• [Data entries]
● ● ● ●

//! Candidate logical forms: graphs of edges hanging off a single answer variable.
//!
//! A [`Graph`] is a value object. Every transformation in the generator returns
//! a modified copy; nothing mutates a graph that is already reachable from a pool
//! entry or a result list.
//!
//! An [`Edge`] is either *free* (no type or no relation id) or *grounded* (both
//! set). Grounded edges may additionally carry the right-hand entity id, an
//! auxiliary hop relation and a display label for the right-hand entity.

pub mod repr;

use std::fmt;
use std::str::FromStr;

use serde::{Deserialize, Serialize};

use crate::error::{GraphError, GraphResult};

/// A knowledge-base entity identifier (e.g. `Q76`).
pub type KbId = String;

/// Entity tag used by the tagger for numeral literals. Numerals are never linked.
pub const NUMERAL_TAG: &str = "CD";

/// Entity tag for person mentions, the candidates for character-role linking.
pub const PERSON_TAG: &str = "PERSON";

/// A relation identifier carrying a one-character statement suffix.
///
/// `P37v` is the value statement of property `P37`; suffixes `q` and `r` mark
/// qualifier statements. [`RelationId::base`] strips the suffix.
#[derive(Debug, Clone, PartialEq, Eq, Hash, PartialOrd, Ord, Serialize, Deserialize)]
#[serde(transparent)]
pub struct RelationId(String);

impl RelationId {
    pub fn new(raw: impl Into<String>) -> Self {
        Self(raw.into())
    }

    /// Build the value-statement id for a bare property (`P31` → `P31v`).
    pub fn value_of(property: &str) -> Self {
        Self(format!("{property}v"))
    }

    pub fn as_str(&self) -> &str {
        &self.0
    }

    /// The property id without its statement suffix.
    pub fn base(&self) -> &str {
        match self.0.char_indices().last() {
            Some((idx, _)) => &self.0[..idx],
            None => "",
        }
    }

    pub fn suffix(&self) -> Option<char> {
        self.0.chars().last()
    }

    /// Whether this id names a qualifier statement rather than a main value.
    pub fn is_qualifier(&self) -> bool {
        matches!(self.suffix(), Some('q') | Some('r'))
    }
}

impl fmt::Display for RelationId {
    fn fmt(&self, f: &mut fmt::Formatter<'_>) -> fmt::Result {
        f.write_str(&self.0)
    }
}

impl From<&str> for RelationId {
    fn from(raw: &str) -> Self {
        Self::new(raw)
    }
}

/// How a grounded edge connects the answer variable to its right-hand entity.
#[derive(Debug, Clone, Copy, PartialEq, Eq, Hash, PartialOrd, Ord, Serialize, Deserialize)]
#[serde(rename_all = "kebab-case")]
pub enum EdgeType {
    /// `(answer, relation, right)`.
    Direct,
    /// `(right, relation, answer)`.
    Reverse,
    /// Answer and right entity joined through an intermediate node.
    VStructure,
    /// Temporal constraint on the answer.
    Time,
}

impl EdgeType {
    pub fn as_str(self) -> &'static str {
        match self {
            Self::Direct => "direct",
            Self::Reverse => "reverse",
            Self::VStructure => "v-structure",
            Self::Time => "time",
        }
    }

    /// Direct, reverse and v-structure edges express a first-order relation.
    pub fn is_first_order(self) -> bool {
        matches!(self, Self::Direct | Self::Reverse | Self::VStructure)
    }
}

impl fmt::Display for EdgeType {
    fn fmt(&self, f: &mut fmt::Formatter<'_>) -> fmt::Result {
        f.write_str(self.as_str())
    }
}

impl FromStr for EdgeType {
    type Err = GraphError;

    fn from_str(s: &str) -> GraphResult<Self> {
        match s {
            "direct" => Ok(Self::Direct),
            "reverse" => Ok(Self::Reverse),
            "v-structure" => Ok(Self::VStructure),
            "time" => Ok(Self::Time),
            other => Err(GraphError::UnknownEdgeType {
                name: other.to_string(),
            }),
        }
    }
}

#[derive(Debug, Clone, Copy, PartialEq, Eq, Hash, Serialize, Deserialize)]
#[serde(rename_all = "lowercase")]
pub enum HopDirection {
    Up,
    Down,
}

/// An auxiliary relation between the right-hand entity and an intermediate node.
///
/// A hop with `relation: None` is a marker placed by the expand operator:
/// it asks the grounding query to find the hop relation too.
#[derive(Debug, Clone, PartialEq, Eq, Hash, Serialize, Deserialize)]
pub struct Hop {
    pub direction: HopDirection,
    #[serde(default)]
    pub relation: Option<RelationId>,
}

impl Hop {
    pub fn marker(direction: HopDirection) -> Self {
        Self {
            direction,
            relation: None,
        }
    }
}

/// Marker on a graph whose answers are narrowed by the importance heuristic.
#[derive(Debug, Clone, Copy, PartialEq, Eq, Hash, Serialize, Deserialize)]
#[serde(rename_all = "lowercase")]
pub enum GraphFilter {
    Importance,
}

/// One edge of a candidate graph.
#[derive(Debug, Clone, Default, PartialEq, Eq, Hash, Serialize, Deserialize)]
pub struct Edge {
    /// Surface tokens of the right-hand entity.
    #[serde(default, skip_serializing_if = "Vec::is_empty")]
    pub right: Vec<String>,
    #[serde(default, rename = "type", skip_serializing_if = "Option::is_none")]
    pub kind: Option<EdgeType>,
    #[serde(default, alias = "kbID", skip_serializing_if = "Option::is_none")]
    pub kb_id: Option<RelationId>,
    #[serde(default, alias = "rightkbID", skip_serializing_if = "Option::is_none")]
    pub right_kb_id: Option<KbId>,
    #[serde(default, skip_serializing_if = "Option::is_none")]
    pub hop: Option<Hop>,
    #[serde(default, skip_serializing_if = "Option::is_none")]
    pub canonical_right: Option<String>,
    /// String representation consumed by scoring models.
    #[serde(default, skip_serializing_if = "Option::is_none")]
    pub label: Option<String>,
}

impl Edge {
    /// A free edge pointing at a (possibly linked) right-hand entity.
    pub fn free(right: Vec<String>, right_kb_id: Option<KbId>) -> Self {
        Self {
            right,
            right_kb_id,
            ..Default::default()
        }
    }

    /// A grounded edge with no right-hand entity.
    pub fn grounded(kind: EdgeType, kb_id: impl Into<RelationId>) -> Self {
        Self {
            kind: Some(kind),
            kb_id: Some(kb_id.into()),
            ..Default::default()
        }
    }

    pub fn with_right(mut self, right: Vec<String>, right_kb_id: impl Into<KbId>) -> Self {
        self.right = right;
        self.right_kb_id = Some(right_kb_id.into());
        self
    }

    pub fn with_hop(mut self, hop: Hop) -> Self {
        self.hop = Some(hop);
        self
    }

    pub fn is_grounded(&self) -> bool {
        self.kind.is_some() && self.kb_id.is_some()
    }

    pub fn is_free(&self) -> bool {
        !self.is_grounded()
    }

    /// The hop relation, if one has been grounded.
    pub fn hop_relation(&self) -> Option<&RelationId> {
        self.hop.as_ref().and_then(|h| h.relation.as_ref())
    }

    pub fn right_surface(&self) -> String {
        self.right.join(" ")
    }
}

/// A mention in the question, optionally linked to ranked knowledge-base ids.
#[derive(Debug, Clone, PartialEq, Eq, Hash, Serialize, Deserialize)]
pub struct Entity {
    pub tokens: Vec<String>,
    pub tag: String,
    /// Candidate ids ranked by linker confidence. `None` until linked.
    #[serde(default, skip_serializing_if = "Option::is_none")]
    pub linkings: Option<Vec<KbId>>,
}

impl Entity {
    pub fn new<S: Into<String>>(tokens: impl IntoIterator<Item = S>, tag: impl Into<String>) -> Self {
        Self {
            tokens: tokens.into_iter().map(Into::into).collect(),
            tag: tag.into(),
            linkings: None,
        }
    }

    pub fn with_linkings(mut self, linkings: Vec<KbId>) -> Self {
        self.linkings = Some(linkings);
        self
    }

    pub fn is_linked(&self) -> bool {
        self.linkings.is_some()
    }

    pub fn is_numeral(&self) -> bool {
        self.tag == NUMERAL_TAG
    }

    pub fn surface(&self) -> String {
        self.tokens.join(" ")
    }
}

/// A candidate logical form for a question.
#[derive(Debug, Clone, Default, PartialEq, Eq, Hash, Serialize, Deserialize)]
pub struct Graph {
    #[serde(default, alias = "edgeSet")]
    pub edges: Vec<Edge>,
    #[serde(default)]
    pub entities: Vec<Entity>,
    /// The question tokens. Read-only for every transformation.
    #[serde(default)]
    pub tokens: Vec<String>,
    #[serde(default, skip_serializing_if = "Option::is_none")]
    pub filter: Option<GraphFilter>,
}

impl Graph {
    pub fn new(edges: Vec<Edge>) -> Self {
        Self {
            edges,
            ..Default::default()
        }
    }

    /// A skeleton for a question: no edges yet, only tokens and mentions.
    pub fn for_question<S: Into<String>>(
        tokens: impl IntoIterator<Item = S>,
        entities: Vec<Entity>,
    ) -> Self {
        Self {
            tokens: tokens.into_iter().map(Into::into).collect(),
            entities,
            ..Default::default()
        }
    }

    /// Indices and references of all free edges, in edge order.
    pub fn free_edges(&self) -> impl Iterator<Item = (usize, &Edge)> {
        self.edges.iter().enumerate().filter(|(_, e)| e.is_free())
    }

    pub fn free_edge_count(&self) -> usize {
        self.free_edges().count()
    }

    pub fn last_edge(&self) -> Option<&Edge> {
        self.edges.last()
    }

    /// Whether the question contains any of the given marker words.
    pub fn mentions_any(&self, markers: &[String]) -> bool {
        self.tokens.iter().any(|t| markers.iter().any(|m| m == t))
    }

    /// Check the field combinations of an input graph.
    ///
    /// A relation id requires a type, and a type requires a relation id.
    pub fn validate(&self) -> GraphResult<()> {
        for (i, edge) in self.edges.iter().enumerate() {
            match (&edge.kind, &edge.kb_id) {
                (None, Some(_)) => return Err(GraphError::KbIdWithoutType { edge: i }),
                (Some(kind), None) => {
                    return Err(GraphError::TypeWithoutKbId {
                        edge: i,
                        kind: kind.to_string(),
                    });
                }
                _ => {}
            }
        }
        Ok(())
    }
}

#[cfg(test)]
mod tests {
    use super::*;

    #[test]
    fn relation_base_strips_suffix() {
        let rel = RelationId::new("P37v");
        assert_eq!(rel.base(), "P37");
        assert_eq!(rel.suffix(), Some('v'));
        assert!(!rel.is_qualifier());
        assert!(RelationId::new("P580q").is_qualifier());
        assert!(RelationId::new("P580r").is_qualifier());
        assert_eq!(RelationId::new("").base(), "");
        assert_eq!(RelationId::value_of("P31").as_str(), "P31v");
    }

    #[test]
    fn edge_type_parses_and_displays() {
        for kind in [
            EdgeType::Direct,
            EdgeType::Reverse,
            EdgeType::VStructure,
            EdgeType::Time,
        ] {
            assert_eq!(kind.as_str().parse::<EdgeType>().unwrap(), kind);
        }
        assert!(matches!(
            "sideways".parse::<EdgeType>(),
            Err(GraphError::UnknownEdgeType { .. })
        ));
        assert!(!EdgeType::Time.is_first_order());
    }

    #[test]
    fn free_and_grounded_edges() {
        let g = Graph::new(vec![
            Edge::grounded(EdgeType::Direct, "P31v"),
            Edge::free(vec!["Norway".into()], Some("Q20".into())),
            Edge {
                kind: Some(EdgeType::Reverse),
                ..Default::default()
            },
        ]);
        let free: Vec<usize> = g.free_edges().map(|(i, _)| i).collect();
        assert_eq!(free, vec![1, 2]);
        assert_eq!(g.free_edge_count(), 2);
    }

    #[test]
    fn validate_rejects_half_grounded_edges() {
        let g = Graph::new(vec![Edge {
            kb_id: Some("P31v".into()),
            ..Default::default()
        }]);
        assert!(matches!(g.validate(), Err(GraphError::KbIdWithoutType { edge: 0 })));

        let g = Graph::new(vec![
            Edge::default(),
            Edge {
                kind: Some(EdgeType::Direct),
                ..Default::default()
            },
        ]);
        assert!(matches!(g.validate(), Err(GraphError::TypeWithoutKbId { edge: 1, .. })));

        let ok = Graph::new(vec![Edge::grounded(EdgeType::Time, "P585v"), Edge::default()]);
        assert!(ok.validate().is_ok());
    }

    #[test]
    fn deserializes_legacy_keys() {
        let json = r#"{"edgeSet": [{"type": "direct", "kbID": "P31v", "rightkbID": "Q5"}],
                       "tokens": ["who", "?"]}"#;
        let g: Graph = serde_json::from_str(json).unwrap();
        assert_eq!(g.edges[0].kind, Some(EdgeType::Direct));
        assert_eq!(g.edges[0].kb_id.as_ref().unwrap().as_str(), "P31v");
        assert_eq!(g.edges[0].right_kb_id.as_deref(), Some("Q5"));
        assert!(g.entities.is_empty());
    }

    #[test]
    fn mentions_any_marker() {
        let g = Graph::for_question(["who", "plays", "bella", "?"], vec![]);
        assert!(g.mentions_any(&["plays".to_string()]));
        assert!(!g.mentions_any(&["starring".to_string()]));
    }

    #[test]
    fn numeral_entities_are_recognized() {
        assert!(Entity::new(["2009"], "CD").is_numeral());
        assert!(!Entity::new(["Norway"], "LOCATION").is_numeral());
        assert_eq!(Entity::new(["the", "winner"], "NN").surface(), "the winner");
    }
}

● ● ● ●

• [Task prompt] Would you copy each line of the records that contains "transformation"?

• [Answer section]
//! A [`Graph`] is a value object. Every transformation in the generator returns
    /// The question tokens. Read-only for every transformation.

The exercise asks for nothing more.